For the records below, report how many lines include the word "None". Only the number should appear.
--- --- ---
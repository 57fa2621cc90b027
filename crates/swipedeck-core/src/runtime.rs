use std::cell::{Cell, RefCell};
use std::collections::VecDeque;
use std::rc::{Rc, Weak};
use std::sync::Arc;
use std::thread::ThreadId;

use smallvec::SmallVec;

use crate::frame_clock::FrameClock;
use crate::platform::RuntimeScheduler;
use crate::FrameCallbackId;

type FrameCallback = Box<dyn FnOnce(u64) + 'static>;

struct RuntimeInner {
    scheduler: Arc<dyn RuntimeScheduler>,
    needs_frame: Cell<bool>,
    frame_callbacks: RefCell<VecDeque<FrameCallbackEntry>>,
    next_frame_callback_id: Cell<u64>,
    last_frame_nanos: Cell<Option<u64>>,
}

impl RuntimeInner {
    fn new(scheduler: Arc<dyn RuntimeScheduler>) -> Self {
        Self {
            scheduler,
            needs_frame: Cell::new(false),
            frame_callbacks: RefCell::new(VecDeque::new()),
            next_frame_callback_id: Cell::new(1),
            last_frame_nanos: Cell::new(None),
        }
    }

    fn schedule(&self) {
        self.needs_frame.set(true);
        self.scheduler.schedule_frame();
    }

    fn has_frame_callbacks(&self) -> bool {
        !self.frame_callbacks.borrow().is_empty()
    }

    fn register_frame_callback(&self, callback: FrameCallback) -> FrameCallbackId {
        let id = self.next_frame_callback_id.get();
        self.next_frame_callback_id.set(id + 1);
        self.frame_callbacks
            .borrow_mut()
            .push_back(FrameCallbackEntry {
                id,
                callback: Some(callback),
            });
        self.schedule();
        id
    }

    fn cancel_frame_callback(&self, id: FrameCallbackId) {
        let mut callbacks = self.frame_callbacks.borrow_mut();
        if let Some(index) = callbacks.iter().position(|entry| entry.id == id) {
            callbacks.remove(index);
        }
    }

    fn drain_frame_callbacks(&self, frame_time_nanos: u64) {
        if let Some(previous) = self.last_frame_nanos.get() {
            if frame_time_nanos < previous {
                log::warn!(
                    "frame time went backwards ({frame_time_nanos} < {previous}), callbacks still run"
                );
            }
        }
        self.last_frame_nanos.set(Some(frame_time_nanos));

        // Callbacks registered while draining wait for the next frame.
        let mut callbacks = self.frame_callbacks.borrow_mut();
        let mut pending: SmallVec<[FrameCallback; 4]> = SmallVec::with_capacity(callbacks.len());
        while let Some(mut entry) = callbacks.pop_front() {
            if let Some(callback) = entry.callback.take() {
                pending.push(callback);
            }
        }
        drop(callbacks);
        log::trace!(
            "draining {} frame callbacks at {frame_time_nanos}ns",
            pending.len()
        );
        for callback in pending {
            callback(frame_time_nanos);
        }
        if !self.has_frame_callbacks() {
            self.needs_frame.set(false);
        }
    }
}

/// Owner of the frame-callback queue.
///
/// The runtime lives on a single UI thread. Everything that animates holds a
/// [`RuntimeHandle`], which does not keep the runtime alive.
#[derive(Clone)]
pub struct Runtime {
    inner: Rc<RuntimeInner>,
}

impl Runtime {
    pub fn new(scheduler: Arc<dyn RuntimeScheduler>) -> Self {
        Self {
            inner: Rc::new(RuntimeInner::new(scheduler)),
        }
    }

    pub fn handle(&self) -> RuntimeHandle {
        RuntimeHandle {
            inner: Rc::downgrade(&self.inner),
            ui_thread_id: std::thread::current().id(),
        }
    }

    pub fn frame_clock(&self) -> FrameClock {
        FrameClock::new(self.handle())
    }

    pub fn needs_frame(&self) -> bool {
        self.inner.needs_frame.get()
    }

    pub fn has_frame_callbacks(&self) -> bool {
        self.inner.has_frame_callbacks()
    }

    /// Runs every callback registered before this call with the given frame time.
    pub fn drain_frame_callbacks(&self, frame_time_nanos: u64) {
        self.inner.drain_frame_callbacks(frame_time_nanos);
    }
}

#[derive(Clone)]
pub struct RuntimeHandle {
    inner: Weak<RuntimeInner>,
    ui_thread_id: ThreadId,
}

impl RuntimeHandle {
    /// Queues `callback` for the next drained frame.
    ///
    /// Returns `None` when the runtime has already been dropped.
    pub fn register_frame_callback(
        &self,
        callback: impl FnOnce(u64) + 'static,
    ) -> Option<FrameCallbackId> {
        self.inner
            .upgrade()
            .map(|inner| inner.register_frame_callback(Box::new(callback)))
    }

    pub fn cancel_frame_callback(&self, id: FrameCallbackId) {
        if let Some(inner) = self.inner.upgrade() {
            inner.cancel_frame_callback(id);
        }
    }

    pub fn drain_frame_callbacks(&self, frame_time_nanos: u64) {
        if let Some(inner) = self.inner.upgrade() {
            inner.drain_frame_callbacks(frame_time_nanos);
        }
    }

    pub fn has_frame_callbacks(&self) -> bool {
        self.inner
            .upgrade()
            .map(|inner| inner.has_frame_callbacks())
            .unwrap_or(false)
    }

    /// Asks the host for another frame without registering a callback.
    pub fn request_frame(&self) {
        if let Some(inner) = self.inner.upgrade() {
            inner.schedule();
        }
    }

    pub fn needs_frame(&self) -> bool {
        self.inner
            .upgrade()
            .map(|inner| inner.needs_frame.get())
            .unwrap_or(false)
    }

    pub fn is_alive(&self) -> bool {
        self.inner.strong_count() > 0
    }

    pub fn frame_clock(&self) -> FrameClock {
        FrameClock::new(self.clone())
    }

    pub fn assert_ui_thread(&self) {
        debug_assert_eq!(
            std::thread::current().id(),
            self.ui_thread_id,
            "state mutated off the runtime's UI thread"
        );
    }
}

struct FrameCallbackEntry {
    id: FrameCallbackId,
    callback: Option<FrameCallback>,
}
--- --- ---
### Response box:
2